##### Data in this exercise #####

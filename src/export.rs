//! Plain-text renderings of an analysis, for copying or saving to a file.

use crate::models::AnalysisEntry;

pub fn format_plan(entry: &AnalysisEntry) -> String {
    entry
        .plan_7_days
        .iter()
        .map(|d| {
            let tasks: Vec<String> = d.tasks.iter().map(|t| format!("  - {t}")).collect();
            format!("{}: {}\n{}", d.day, d.focus, tasks.join("\n"))
        })
        .collect::<Vec<_>>()
        .join("\n\n")
}

pub fn format_checklist(entry: &AnalysisEntry) -> String {
    entry
        .checklist
        .iter()
        .map(|r| {
            let items: Vec<String> = r.items.iter().map(|i| format!("  □ {i}")).collect();
            format!("{}\n{}", r.round_title, items.join("\n"))
        })
        .collect::<Vec<_>>()
        .join("\n\n")
}

pub fn format_questions(entry: &AnalysisEntry) -> String {
    entry
        .questions
        .iter()
        .enumerate()
        .map(|(i, q)| format!("{}. {q}", i + 1))
        .collect::<Vec<_>>()
        .join("\n")
}

fn or_na(value: &str) -> &str {
    if value.is_empty() { "N/A" } else { value }
}

/// Header plus all three sections.
pub fn format_report(entry: &AnalysisEntry) -> String {
    [
        format!("Placement Readiness Analysis — {}", or_na(&entry.company)),
        format!("Role: {}", or_na(&entry.role)),
        format!("Score: {}/100", entry.final_score),
        format!("Date: {}", entry.created_at.format("%Y-%m-%d")),
        String::new(),
        "=== 7-Day Plan ===".to_string(),
        format_plan(entry),
        String::new(),
        "=== Round Checklist ===".to_string(),
        format_checklist(entry),
        String::new(),
        "=== Interview Questions ===".to_string(),
        format_questions(entry),
    ]
    .join("\n")
}

/// Suggested file name for a saved report.
pub fn report_file_name(entry: &AnalysisEntry) -> String {
    let stem = if entry.company.is_empty() { "report" } else { entry.company.as_str() };
    format!("analysis-{stem}.txt")
}

#[cfg(test)]
mod tests {
    use super::*;
    use crate::analysis::run_analysis;

    fn entry() -> AnalysisEntry {
        run_analysis("Google", "SDE", "We need a Java developer with strong DSA and React")
    }

    #[test]
    fn test_plan_format() {
        let text = format_plan(&entry());
        assert!(text.starts_with("Day 1: Foundations\n  - Review OOP concepts\n"));
        assert_eq!(text.matches("\n\n").count(), 6);
        assert!(text.ends_with("  - Rest well — confidence matters"));
    }

    #[test]
    fn test_checklist_format() {
        let text = format_checklist(&entry());
        assert!(text.starts_with("Round 1: Online Test\n  □ Practice 20 aptitude questions"));
        assert!(text.contains("\n\nRound 4: HR / Managerial\n"));
    }

    #[test]
    fn test_questions_numbered() {
        let text = format_questions(&entry());
        let lines: Vec<&str> = text.lines().collect();
        assert_eq!(lines.len(), 6);
        assert_eq!(lines[0], "1. How would you optimize search in sorted data?");
        assert!(lines[5].starts_with("6. "));
    }

    #[test]
    fn test_report_header_and_sections() {
        let report = format_report(&entry());
        let mut lines = report.lines();
        assert_eq!(lines.next(), Some("Placement Readiness Analysis — Google"));
        assert_eq!(lines.next(), Some("Role: SDE"));
        assert!(report.contains("=== 7-Day Plan ===\nDay 1: Foundations"));
        assert!(report.contains("=== Round Checklist ===\nRound 1: Online Test"));
        assert!(report.contains("=== Interview Questions ===\n1. "));
    }

    #[test]
    fn test_report_placeholders_without_company_or_role() {
        let entry = run_analysis("", "", "React");
        let report = format_report(&entry);
        assert!(report.starts_with("Placement Readiness Analysis — N/A\nRole: N/A\n"));
        assert_eq!(report_file_name(&entry), "analysis-report.txt");
    }

    #[test]
    fn test_formatting_is_deterministic() {
        let e = entry();
        assert_eq!(format_report(&e), format_report(&e.clone()));
    }
}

#####

■ What you need to do:
Return each line of the material above in which the string "lines" appears.

■ Task response:
        let lines: Vec<&str> = text.lines().collect();
        assert_eq!(lines.len(), 6);
        assert_eq!(lines[0], "1. How would you optimize search in sorted data?");
        assert!(lines[5].starts_with("6. "));
        let mut lines = report.lines();
        assert_eq!(lines.next(), Some("Placement Readiness Analysis — Google"));
        assert_eq!(lines.next(), Some("Role: SDE"));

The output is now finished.